A Lutheran pastor friend of mine once bemoaned the size of his mortgage. With a sigh he said, “My life would be so much easier if I just remembered what Saint Paul says in the Bible, ‘Owe no one anything.”

In today’s world, of course, it’s tough to own a home and not have a mortgage. But I know people who pile up massive mountains of debt and then say cheerily that they’re sure God will take care of their finances.

That’s like jumping from a building and expecting God to catch us. People make the same mistake with all sorts of sins. They like to sow their wild oats and then count on God to bring a crop failure. Jesus knew that to depend on God and His grace is not the same as expecting God to wink at our sin.

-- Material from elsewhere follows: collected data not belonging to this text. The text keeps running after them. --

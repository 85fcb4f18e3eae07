//! In-memory cache backend.

use async_trait::async_trait;
use std::collections::HashMap;
use tokio::sync::RwLock;
use tourmap_core::{CacheBackend, Result, TourError};
use tracing::{debug, instrument};

/// Simple in-memory backend for testing and development.
///
/// Data is stored in a `RwLock`-protected `HashMap` and is lost when the
/// backend is dropped. An optional quota caps the total size of stored values
/// in bytes; writes beyond it fail with [`TourError::CacheFull`].
#[derive(Debug, Default)]
pub struct InMemoryCache {
    entries: RwLock<HashMap<String, String>>,
    quota_bytes: Option<usize>,
}

impl InMemoryCache {
    /// Create a new empty in-memory backend without a size limit.
    #[must_use]
    pub fn new() -> Self {
        Self::default()
    }

    /// Create a new empty in-memory backend holding at most `quota_bytes` of values.
    #[must_use]
    pub fn with_quota(quota_bytes: usize) -> Self {
        Self {
            entries: RwLock::default(),
            quota_bytes: Some(quota_bytes),
        }
    }
}

#[async_trait]
impl CacheBackend for InMemoryCache {
    fn name(&self) -> &str {
        "memory"
    }

    async fn read(&self, key: &str) -> Result<Option<String>> {
        Ok(self.entries.read().await.get(key).cloned())
    }

    #[instrument(skip(self, value), fields(bytes = value.len()))]
    async fn write(&self, key: &str, value: &str) -> Result<()> {
        let mut entries = self.entries.write().await;

        if let Some(quota) = self.quota_bytes {
            let others: usize = entries
                .iter()
                .filter(|(k, _)| k.as_str() != key)
                .map(|(_, v)| v.len())
                .sum();
            let needed = others + value.len();
            if needed > quota {
                return Err(TourError::CacheFull { needed, quota });
            }
        }

        entries.insert(key.to_string(), value.to_string());
        debug!("Stored cache value");
        Ok(())
    }

    async fn remove(&self, key: &str) -> Result<bool> {
        Ok(self.entries.write().await.remove(key).is_some())
    }

    async fn keys(&self, prefix: &str) -> Result<Vec<String>> {
        let entries = self.entries.read().await;
        Ok(entries
            .keys()
            .filter(|k| k.starts_with(prefix))
            .cloned()
            .collect())
    }
}
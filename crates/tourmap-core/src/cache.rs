//! Storage seam for cached listing results.
//!
//! This module defines the [`CacheBackend`] trait, a namespaced string
//! key-value store, and [`CacheEnvelope`], the value layout written into it.
//! Expiry and eviction policy live above this seam, in `tourmap-cache`.

use async_trait::async_trait;
use serde::{Deserialize, Serialize};
use std::fmt::Debug;

use crate::{error::Result, types::BusinessRecord};

/// Prefix shared by every cache key, separating cache entries from any other
/// data persisted in the same store.
pub const CACHE_NAMESPACE: &str = "map_cache_";

/// Persisted value layout: the cached records and their write time.
#[derive(Clone, Debug, PartialEq, Serialize, Deserialize)]
pub struct CacheEnvelope {
    /// Cached records, in fetch order.
    pub data: Vec<BusinessRecord>,
    /// Write time in milliseconds since the Unix epoch.
    pub timestamp: i64,
}

/// Trait for durable string key-value storage backing the listing cache.
///
/// Implementations can store data in various backends (SQLite, in-memory, etc.).
/// Backends know nothing about expiry; they only store, list and delete.
#[async_trait]
pub trait CacheBackend: Send + Sync + Debug {
    /// Returns a short name for this backend (e.g., "sqlite").
    fn name(&self) -> &str;

    /// Reads the raw value stored under `key`.
    ///
    /// Returns `Ok(Some(value))` if present, `Ok(None)` if not.
    async fn read(&self, key: &str) -> Result<Option<String>>;

    /// Stores `value` under `key`, replacing any previous value.
    ///
    /// Backends with a capacity limit return
    /// [`TourError::CacheFull`](crate::TourError::CacheFull) when the write
    /// would exceed it.
    async fn write(&self, key: &str, value: &str) -> Result<()>;

    /// Deletes the value under `key`.
    ///
    /// Returns whether an entry existed.
    async fn remove(&self, key: &str) -> Result<bool>;

    /// Lists every key starting with `prefix`.
    async fn keys(&self, prefix: &str) -> Result<Vec<String>>;
}
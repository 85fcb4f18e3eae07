//! No-op cache backend.

use async_trait::async_trait;
use tourmap_core::{CacheBackend, Result};
use tracing::trace;

/// A no-op backend that doesn't store anything.
///
/// Reads always return `Ok(None)` and writes always succeed.
/// Useful for disabling caching or testing code paths without cache hits.
#[derive(Debug, Clone, Copy, Default)]
pub struct NoopCache;

impl NoopCache {
    /// Create a new no-op backend.
    #[must_use]
    pub const fn new() -> Self {
        Self
    }
}

#[async_trait]
impl CacheBackend for NoopCache {
    fn name(&self) -> &str {
        "noop"
    }

    async fn read(&self, _key: &str) -> Result<Option<String>> {
        trace!("NoopCache: read called, returning None");
        Ok(None)
    }

    async fn write(&self, _key: &str, _value: &str) -> Result<()> {
        trace!("NoopCache: write called, doing nothing");
        Ok(())
    }

    async fn remove(&self, _key: &str) -> Result<bool> {
        Ok(false)
    }

    async fn keys(&self, _prefix: &str) -> Result<Vec<String>> {
        Ok(Vec::new())
    }
}

#[cfg(test)]
mod tests {
    use super::*;
    use crate::{CacheStore, CacheWrite};
    use std::sync::Arc;
    use tourmap_core::{BusinessRecord, Category};

    #[tokio::test]
    async fn test_noop_cache_never_hits() {
        let store = CacheStore::new(Arc::new(NoopCache::new()));
        let records = vec![BusinessRecord::new(1, Category::Restaurant)];

        assert_eq!(store.put("map_cache_x", &records).await, CacheWrite::Stored);
        assert!(store.get("map_cache_x").await.is_none());

        let stats = store.stats().await.unwrap();
        assert_eq!(stats.entries, 0);
        assert_eq!(stats.misses, 1);
        assert_eq!(store.clear_all().await.unwrap(), 0);
    }

    #[test]
    fn test_noop_cache_is_copy() {
        let cache1 = NoopCache::new();
        let cache2 = cache1; // Copy
        let _cache3 = cache2; // Still works because Copy
    }
}
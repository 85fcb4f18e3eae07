//! Cache-aware, multi-category fetch orchestration.

use std::sync::Arc;

use tracing::{debug, info, instrument, warn};

use tourmap_cache::CacheStore;
use tourmap_core::{
    BusinessRecord, ListingProvider, NoopProgress, ProgressReporter, Result, derive_cache_key,
};

use crate::{request::SearchRequest, summary::RunSummary};

/// Records and counters produced by one [`FetchOrchestrator::run`].
#[derive(Clone, Debug, Default, PartialEq)]
pub struct SearchResults {
    /// All categories' records, accommodation first, each in page order.
    pub records: Vec<BusinessRecord>,
    /// Counts for the run.
    pub summary: RunSummary,
}

/// Runs a [`SearchRequest`] against a provider, consulting the cache first.
///
/// Categories are processed one after another. A fresh cache entry is used
/// verbatim; otherwise the provider walks every page and the result is
/// written back under the same key. A failed fetch aborts the whole run.
///
/// # Example
///
/// ```rust,ignore
/// use std::sync::Arc;
/// use tourmap::{FetchOrchestrator, ListingApiClient, SearchRequest, business_types};
///
/// let orchestrator = FetchOrchestrator::new(Arc::new(ListingApiClient::new()));
/// let request = SearchRequest::new("https://api.example.go.th/business/search", token)
///     .with_provinces(["Krabi"])
///     .with_restaurant_types([business_types::RESTAURANT]);
/// let results = orchestrator.run(&request).await?;
/// ```
pub struct FetchOrchestrator {
    provider: Arc<dyn ListingProvider>,
    cache: Option<Arc<CacheStore>>,
    progress: Arc<dyn ProgressReporter>,
}

impl std::fmt::Debug for FetchOrchestrator {
    fn fmt(&self, f: &mut std::fmt::Formatter<'_>) -> std::fmt::Result {
        f.debug_struct("FetchOrchestrator")
            .field("provider", &self.provider.name())
            .field(
                "cache",
                &self.cache.as_ref().map(|cache| cache.backend_name()),
            )
            .finish_non_exhaustive()
    }
}

impl FetchOrchestrator {
    /// Create an orchestrator without a cache.
    #[must_use]
    pub fn new(provider: Arc<dyn ListingProvider>) -> Self {
        Self {
            provider,
            cache: None,
            progress: Arc::new(NoopProgress),
        }
    }

    /// Create an orchestrator with a cache.
    #[must_use]
    pub fn with_cache(provider: Arc<dyn ListingProvider>, cache: Arc<CacheStore>) -> Self {
        Self::new(provider).set_cache(cache)
    }

    /// Set the cache for this orchestrator.
    #[must_use]
    pub fn set_cache(mut self, cache: Arc<CacheStore>) -> Self {
        self.cache = Some(cache);
        self
    }

    /// Set the sink receiving page progress events.
    #[must_use]
    pub fn with_progress(mut self, progress: Arc<dyn ProgressReporter>) -> Self {
        self.progress = progress;
        self
    }

    /// Returns the configured cache, if any.
    #[must_use]
    pub const fn cache(&self) -> Option<&Arc<CacheStore>> {
        self.cache.as_ref()
    }

    /// Run every category of `request` and merge the results.
    ///
    /// A request with no business types selected returns an empty result
    /// without touching the cache or the network.
    ///
    /// # Errors
    /// Returns an error if the credential is invalid or expired, or if any
    /// category's fetch fails.
    #[instrument(skip_all, fields(provider = self.provider.name()))]
    pub async fn run(&self, request: &SearchRequest) -> Result<SearchResults> {
        self.progress.on_reset();

        let queries = request.queries();
        if queries.is_empty() {
            debug!("No business types selected, nothing to fetch");
            return Ok(SearchResults::default());
        }

        request.credential.validate()?;

        let mut records = Vec::new();
        let mut pages_requested = 0;
        let mut hits = 0;
        let mut misses = 0;

        for query in &queries {
            let key = derive_cache_key(query);

            if let Some(cache) = &self.cache {
                if let Some(cached) = cache.get(key.as_str()).await {
                    debug!(
                        category = %query.category,
                        key = %key,
                        records = cached.len(),
                        "Cache hit"
                    );
                    hits += 1;
                    records.extend(cached);
                    continue;
                }
                debug!(category = %query.category, key = %key, "Cache miss");
                misses += 1;
            }

            let outcome = self
                .provider
                .fetch_listings(query, &request.credential, self.progress.as_ref())
                .await?;
            pages_requested += outcome.pages_requested;

            if let Some(cache) = &self.cache {
                let write = cache.put(key.as_str(), &outcome.records).await;
                if write.is_degraded() {
                    warn!(
                        category = %query.category,
                        key = %key,
                        outcome = ?write,
                        "Cache under capacity pressure"
                    );
                }
            }

            records.extend(outcome.records);
        }

        let summary = RunSummary::from_records(&records, pages_requested, hits, misses);
        info!(
            total = summary.total,
            accommodations = summary.accommodations,
            restaurants = summary.restaurants,
            with_coordinates = summary.with_coordinates,
            pages = summary.pages_requested,
            cache_hits = summary.cache_hits,
            cache_misses = summary.cache_misses,
            "Search complete"
        );

        Ok(SearchResults { records, summary })
    }
}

So, what does Jesus’ encounter with the devil in the wilderness teach us? Three main things, I think.

The first is captured in an incident that supposedly happened a few years ago at an Oregon middle school. Some girls there thought it was fun to put on lipstick in the rest rooms and then press their lips against the mirrors, leaving little kisses all over them. This went on for several weeks when the principal called together groups of girls in one of the rest rooms. There, she explained that the lip prints caused the custodian major problems. She then asked the custodian, who was with them, to show the girls what she meant. So, he dipped a long-handled brush into a toilet and scrubbed the lip prints away.

Temptation makes sin look attractive. But if we could just understand that when we cave into sin, we're kissing filth, we might not surrender to it so easily. Jesus knew that caving into sin would lead to an ugly alienation from God. We need to know that too.

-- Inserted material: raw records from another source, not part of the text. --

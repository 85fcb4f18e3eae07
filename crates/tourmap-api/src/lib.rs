#![doc = include_str!("../README.md")]
#![doc(issue_tracker_base_url = "https://github.com/tourmap/tourmap/issues/")]
#![cfg_attr(docsrs, feature(doc_cfg, doc_auto_cfg))]
#![warn(missing_docs)]
#![forbid(unsafe_code)]

//! Listing API provider.
//!
//! This crate implements the tourmap-core [`ListingProvider`] trait for the
//! tourism business listing API.
//!
//! # Usage
//!
//! ```rust,ignore
//! use tourmap_api::ListingApiClient;
//! use tourmap_core::{Category, Credential, FetchQuery, ListingProvider, NoopProgress, business_types};
//!
//! #[tokio::main]
//! async fn main() -> Result<(), Box<dyn std::error::Error>> {
//!     let client = ListingApiClient::new();
//!     let query = FetchQuery::new(
//!         "https://api.example.go.th/business/search",
//!         Category::Restaurant,
//!         vec![business_types::RESTAURANT.to_string()],
//!         vec!["Chiang Mai".to_string()],
//!     );
//!     let credential = Credential::new(std::env::var("API_TOKEN")?);
//!
//!     let outcome = client.fetch_listings(&query, &credential, &NoopProgress).await?;
//!     println!("{} restaurants", outcome.records.len());
//!     Ok(())
//! }
//! ```

mod normalize;
mod response;
mod throttle;

pub use throttle::Throttle;

use async_trait::async_trait;
use reqwest::Client;
use response::{PageData, PageRequest};
use std::fmt;
use tourmap_core::{
    Credential, FetchOutcome, FetchQuery, ListingProvider, ProgressReporter, ProgressState,
    Result, TourError,
};
use tracing::{debug, instrument, warn};

/// Items requested per page.
pub const PAGE_SIZE: u32 = 20;

/// Client for the upstream listing API.
///
/// Pages are requested strictly one after another, with a [`Throttle`]
/// pause between consecutive requests.
#[derive(Clone)]
pub struct ListingApiClient {
    client: Client,
    throttle: Throttle,
}

impl fmt::Debug for ListingApiClient {
    fn fmt(&self, f: &mut fmt::Formatter<'_>) -> fmt::Result {
        f.debug_struct("ListingApiClient")
            .field("throttle", &self.throttle)
            .finish_non_exhaustive()
    }
}

impl Default for ListingApiClient {
    fn default() -> Self {
        Self::new()
    }
}

impl ListingApiClient {
    /// Create a new client with the default 1.0-1.5 s page throttle.
    #[must_use]
    pub fn new() -> Self {
        Self::with_client(Client::new())
    }

    /// Create a new client with a custom HTTP client.
    #[must_use]
    pub fn with_client(client: Client) -> Self {
        Self {
            client,
            throttle: Throttle::default(),
        }
    }

    /// Replace the pause applied between page requests.
    #[must_use]
    pub const fn with_throttle(mut self, throttle: Throttle) -> Self {
        self.throttle = throttle;
        self
    }

    /// Request one page.
    ///
    /// Returns `Ok(None)` when the response lacks the success/data envelope
    /// or its `data` object cannot be read.
    async fn request_page(
        &self,
        query: &FetchQuery,
        credential: &Credential,
        page: u32,
    ) -> Result<Option<PageData>> {
        let body = PageRequest {
            limit: PAGE_SIZE,
            page,
            business_type: &query.business_types,
            province: (!query.provinces.is_empty()).then_some(query.provinces.as_slice()),
        };
        debug!(page, category = %query.category, "Listing request");

        let response = self
            .client
            .post(&query.endpoint)
            .bearer_auth(credential.expose())
            .json(&body)
            .send()
            .await
            .map_err(|e| TourError::Transport(e.to_string()))?;

        let status = response.status();
        if !status.is_success() {
            return Err(TourError::Status {
                status: status.as_u16(),
                url: query.endpoint.clone(),
            });
        }

        let text = response
            .text()
            .await
            .map_err(|e| TourError::Transport(e.to_string()))?;

        let json: serde_json::Value =
            serde_json::from_str(&text).map_err(|e| TourError::Parse(format!("{e}: {text}")))?;

        Ok(PageData::from_envelope(json))
    }
}

#[async_trait]
impl ListingProvider for ListingApiClient {
    fn name(&self) -> &str {
        "listing-api"
    }

    #[instrument(skip(self, credential, progress), fields(category = %query.category))]
    async fn fetch_listings(
        &self,
        query: &FetchQuery,
        credential: &Credential,
        progress: &dyn ProgressReporter,
    ) -> Result<FetchOutcome> {
        let category = query.category;
        let mut state = ProgressState::new(category);
        let mut outcome = FetchOutcome::default();
        let mut page = 1;

        loop {
            let data = self.request_page(query, credential, page).await?;
            outcome.pages_requested += 1;

            let Some(data) = data else {
                warn!(page, "Response without data envelope, ending pagination");
                return Ok(outcome);
            };

            if page == 1 {
                outcome.total_pages = data.total_pages;
                outcome.total_items = data.total_items;
                state.start(category, data.total_pages.unwrap_or(0));
                progress.on_start(state.pages_expected, category);
            }

            let listings = data.data;
            let received = listings.len();
            outcome.records.extend(
                listings
                    .into_iter()
                    .filter_map(|raw| normalize::normalize_listing(raw, category)),
            );

            state.advance(page);
            progress.on_advance(page, state.pages_expected, category);
            debug!(page, received, total = outcome.records.len(), "Page processed");

            let last_page = match data.has_next_page {
                Some(true) => outcome.total_pages.is_some_and(|total| page >= total),
                Some(false) | None => true,
            };
            if last_page {
                break;
            }

            self.throttle.pause().await;
            page += 1;
        }

        if let Some(total) = outcome.total_pages {
            state.advance(total);
            progress.on_advance(total, total, category);
        }
        outcome.complete = true;

        debug!(
            pages = outcome.pages_requested,
            records = outcome.records.len(),
            "Fetch complete"
        );
        Ok(outcome)
    }
}
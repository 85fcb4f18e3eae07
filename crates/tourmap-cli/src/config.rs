//! Command line and environment configuration.

use std::fmt;
use std::path::PathBuf;
use std::time::Duration;

use anyhow::{Context, bail};
use clap::Args;
use tourmap::{CacheStore, Credential, SqliteCache, Throttle, business_types};

/// Upstream API access.
#[derive(Clone, Args)]
pub(crate) struct ApiArgs {
    /// Listing endpoint URL
    #[arg(long, env = "API_URL")]
    pub(crate) api_url: String,

    /// Bearer token for the listing API
    #[arg(long, env = "API_TOKEN", hide_env_values = true)]
    pub(crate) api_token: String,

    /// Minimum pause between page requests, in milliseconds
    #[arg(long, default_value_t = 1000)]
    pub(crate) min_delay_ms: u64,

    /// Maximum pause between page requests, in milliseconds
    #[arg(long, default_value_t = 1500)]
    pub(crate) max_delay_ms: u64,
}

impl fmt::Debug for ApiArgs {
    fn fmt(&self, f: &mut fmt::Formatter<'_>) -> fmt::Result {
        f.debug_struct("ApiArgs")
            .field("api_url", &self.api_url)
            .field("api_token", &"[REDACTED]")
            .field("min_delay_ms", &self.min_delay_ms)
            .field("max_delay_ms", &self.max_delay_ms)
            .finish()
    }
}

impl ApiArgs {
    pub(crate) fn credential(&self) -> Credential {
        Credential::new(self.api_token.as_str())
    }

    pub(crate) fn throttle(&self) -> anyhow::Result<Throttle> {
        if self.min_delay_ms > self.max_delay_ms {
            bail!(
                "--min-delay-ms ({}) must not exceed --max-delay-ms ({})",
                self.min_delay_ms,
                self.max_delay_ms
            );
        }
        Ok(Throttle::new(
            Duration::from_millis(self.min_delay_ms),
            Duration::from_millis(self.max_delay_ms),
        ))
    }
}

/// Location of the on-disk cache.
#[derive(Debug, Clone, Args)]
pub(crate) struct CacheLocation {
    /// SQLite file holding cached listings
    #[arg(long, env = "TOURMAP_CACHE_PATH", default_value = "tourmap-cache.sqlite3")]
    pub(crate) cache_path: PathBuf,
}

impl CacheLocation {
    pub(crate) fn open(&self, quota_bytes: Option<usize>) -> anyhow::Result<CacheStore> {
        let mut backend = SqliteCache::new(&self.cache_path)
            .with_context(|| format!("opening cache at {}", self.cache_path.display()))?;
        if let Some(quota) = quota_bytes {
            backend = backend.with_quota(quota);
        }
        Ok(CacheStore::new(std::sync::Arc::new(backend)))
    }
}

/// Cache settings for a search.
#[derive(Debug, Clone, Args)]
pub(crate) struct CacheArgs {
    #[command(flatten)]
    pub(crate) location: CacheLocation,

    /// Upper bound on the bytes of cached listings
    #[arg(long, env = "TOURMAP_CACHE_QUOTA_BYTES")]
    pub(crate) cache_quota_bytes: Option<usize>,

    /// Always fetch from the API and leave the cache untouched
    #[arg(long)]
    pub(crate) no_cache: bool,
}

impl CacheArgs {
    pub(crate) fn open_store(&self) -> anyhow::Result<Option<CacheStore>> {
        if self.no_cache {
            return Ok(None);
        }
        self.location.open(self.cache_quota_bytes).map(Some)
    }
}

/// Accepts a numeric business type code or one of the known names.
pub(crate) fn parse_business_type(value: &str) -> Result<String, String> {
    let value = value.trim();
    if !value.is_empty() && value.bytes().all(|b| b.is_ascii_digit()) {
        return Ok(value.to_string());
    }
    let code = match value.to_ascii_lowercase().replace('_', "-").as_str() {
        "hotel" => business_types::HOTEL,
        "homestay" => business_types::HOMESTAY,
        "resort" => business_types::RESORT,
        "daily-rental" => business_types::DAILY_RENTAL,
        "hostel" => business_types::HOSTEL,
        "mansion" | "dormitory" => business_types::MANSION,
        "restaurant" => business_types::RESTAURANT,
        _ => {
            return Err(format!(
                "unknown business type `{value}`; use a numeric code or one of: \
                 hotel, homestay, resort, daily-rental, hostel, mansion, restaurant"
            ));
        }
    };
    Ok(code.to_string())
}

The second thing that Jesus’ temptations in the wilderness tell us is that being tempted isn’t the same thing as sinning. Even Jesus was tempted and because He walked away from sin, going through cross and grave, He won life for us. The New Testament book of Hebrews tells us that, in Jesus, we have an advocate, “who in every respect has been tested as we are, yet without sin.”

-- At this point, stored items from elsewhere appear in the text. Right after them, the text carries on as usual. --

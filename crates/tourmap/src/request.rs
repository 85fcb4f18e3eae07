//! Multi-category search requests.

use std::collections::HashSet;
use tourmap_core::{Category, Credential, FetchQuery};

/// One user-level search across both listing categories.
///
/// A category with no business types selected is skipped entirely.
#[derive(Clone, Debug)]
pub struct SearchRequest {
    /// Listing endpoint URL.
    pub endpoint: String,
    /// Bearer token sent with every page request.
    pub credential: Credential,
    /// Province filter shared by both categories; empty means all provinces.
    pub provinces: Vec<String>,
    /// Accommodation business type codes.
    pub accommodation_types: Vec<String>,
    /// Restaurant business type codes.
    pub restaurant_types: Vec<String>,
}

impl SearchRequest {
    /// Creates a request with no provinces and no business types.
    #[must_use]
    pub fn new(endpoint: impl Into<String>, credential: impl Into<Credential>) -> Self {
        Self {
            endpoint: endpoint.into(),
            credential: credential.into(),
            provinces: Vec::new(),
            accommodation_types: Vec::new(),
            restaurant_types: Vec::new(),
        }
    }

    /// Sets the province filter, cleaned up with [`normalize_provinces`].
    #[must_use]
    pub fn with_provinces<I, S>(mut self, provinces: I) -> Self
    where
        I: IntoIterator<Item = S>,
        S: AsRef<str>,
    {
        self.provinces = normalize_provinces(provinces);
        self
    }

    /// Sets the accommodation business types.
    #[must_use]
    pub fn with_accommodation_types<I, S>(mut self, types: I) -> Self
    where
        I: IntoIterator<Item = S>,
        S: Into<String>,
    {
        self.accommodation_types = types.into_iter().map(Into::into).collect();
        self
    }

    /// Sets the restaurant business types.
    #[must_use]
    pub fn with_restaurant_types<I, S>(mut self, types: I) -> Self
    where
        I: IntoIterator<Item = S>,
        S: Into<String>,
    {
        self.restaurant_types = types.into_iter().map(Into::into).collect();
        self
    }

    /// Business types selected for `category`.
    #[must_use]
    pub fn types_for(&self, category: Category) -> &[String] {
        match category {
            Category::Accommodation => &self.accommodation_types,
            Category::Restaurant => &self.restaurant_types,
        }
    }

    /// One query per category with a non-empty type selection, accommodation first.
    #[must_use]
    pub fn queries(&self) -> Vec<FetchQuery> {
        Category::ALL
            .into_iter()
            .filter(|category| !self.types_for(*category).is_empty())
            .map(|category| {
                FetchQuery::new(
                    self.endpoint.clone(),
                    category,
                    self.types_for(category).to_vec(),
                    self.provinces.clone(),
                )
            })
            .collect()
    }
}

/// Trims, drops blanks, removes case-insensitive duplicates and sorts.
///
/// The first spelling of a duplicated province is kept.
pub fn normalize_provinces<I, S>(provinces: I) -> Vec<String>
where
    I: IntoIterator<Item = S>,
    S: AsRef<str>,
{
    let mut seen = HashSet::new();
    let mut out: Vec<String> = provinces
        .into_iter()
        .map(|p| p.as_ref().trim().to_string())
        .filter(|p| !p.is_empty())
        .filter(|p| seen.insert(p.to_lowercase()))
        .collect();
    out.sort();
    out
}

#[cfg(test)]
mod tests {
    use super::*;

    #[test]
    fn test_normalize_provinces() {
        let provinces = normalize_provinces(["  Phuket ", "", "krabi", "PHUKET", "Krabi", "   "]);
        assert_eq!(provinces, vec!["Phuket", "krabi"]);
    }

    #[test]
    fn test_queries_skip_empty_categories() {
        let request = SearchRequest::new("https://api.example/search", "token")
            .with_restaurant_types(["50001"]);
        let queries = request.queries();
        assert_eq!(queries.len(), 1);
        assert_eq!(queries[0].category, Category::Restaurant);
        assert_eq!(queries[0].business_types, vec!["50001"]);
    }

    #[test]
    fn test_queries_accommodation_first() {
        let request = SearchRequest::new("https://api.example/search", "token")
            .with_provinces(["Chiang Mai"])
            .with_restaurant_types(["50001"])
            .with_accommodation_types(["500040001", "500040002"]);
        let categories: Vec<Category> = request.queries().iter().map(|q| q.category).collect();
        assert_eq!(categories, vec![Category::Accommodation, Category::Restaurant]);
        assert!(
            request
                .queries()
                .iter()
                .all(|q| q.provinces == vec!["Chiang Mai".to_string()])
        );
    }

    #[test]
    fn test_empty_request_has_no_queries() {
        let request = SearchRequest::new("https://api.example/search", "token");
        assert!(request.queries().is_empty());
    }
}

When you young people are tempted to go against the directions of your parents, when you older folks are tempted to fudge a little when working on your TurboTax, when any of us are tempted to berate someone, remember these temptations to violate God’s law of love for Him and love for neighbor aren’t sins unless we wimp out and cave into the temptations.

And thank God, when we do sin, because of Jesus Christ, the truly repentant can receive forgiveness and the power to resist temptation in the future.

The third and most important lesson we can learn from Jesus’ being tempted in the wilderness is this: At every turn, Jesus was able to resist the devil by knowing what God says in His Word, the Bible.

Jesus knew not just what the words of the Bible said. He also knew what the words of the Bible were about. That was because He spent time in God’s Word every day. It was His bread and water! As Martin Luther wrote in A Mighty Fortress is Our God, the Christian has the confidence that as the devil tempts us, “one little word”--one word from God--”subdues him.”

Fiery coach Greg Schiano has taken the Rutgers University football program from nowhere to being contenders every year. He’s tough and competitive. He’s also a deeply committed Christian. In an interview with Sports Spectrum magazine a few years ago, he said, “When I’m doing well [as a Christian and a person], it’s getting in the Word in the morning and constant prayer. When I’m not doing well, it’s ‘I’m too busy to get in the Word’ in the morning, and I go to bed at night and I haven’t talked to God all day.”

If you and I are intent on having a meaningful life and to be prepared to resist the temptation to walk away from God, the only Giver of life, we need to make our relationship with Jesus Christ our number one priority. God first; no exceptions. It only seems fair when you think about it: God has put us first, so reciprocating seems the appropriate response. When we’re focused on the God we meet in Jesus Christ, we’re empowered to live life as it’s meant to be lived!

This Lenten season, as we consider the spiritual discipline of prayer during our midweek services, I ask you to allow a daily time with God’s Word to inform your praying.

When we, like Jesus, get to know our Father and lean on His Word, we build a tower of faith in Christ and an ability to really live life that no one and nothing can tear down!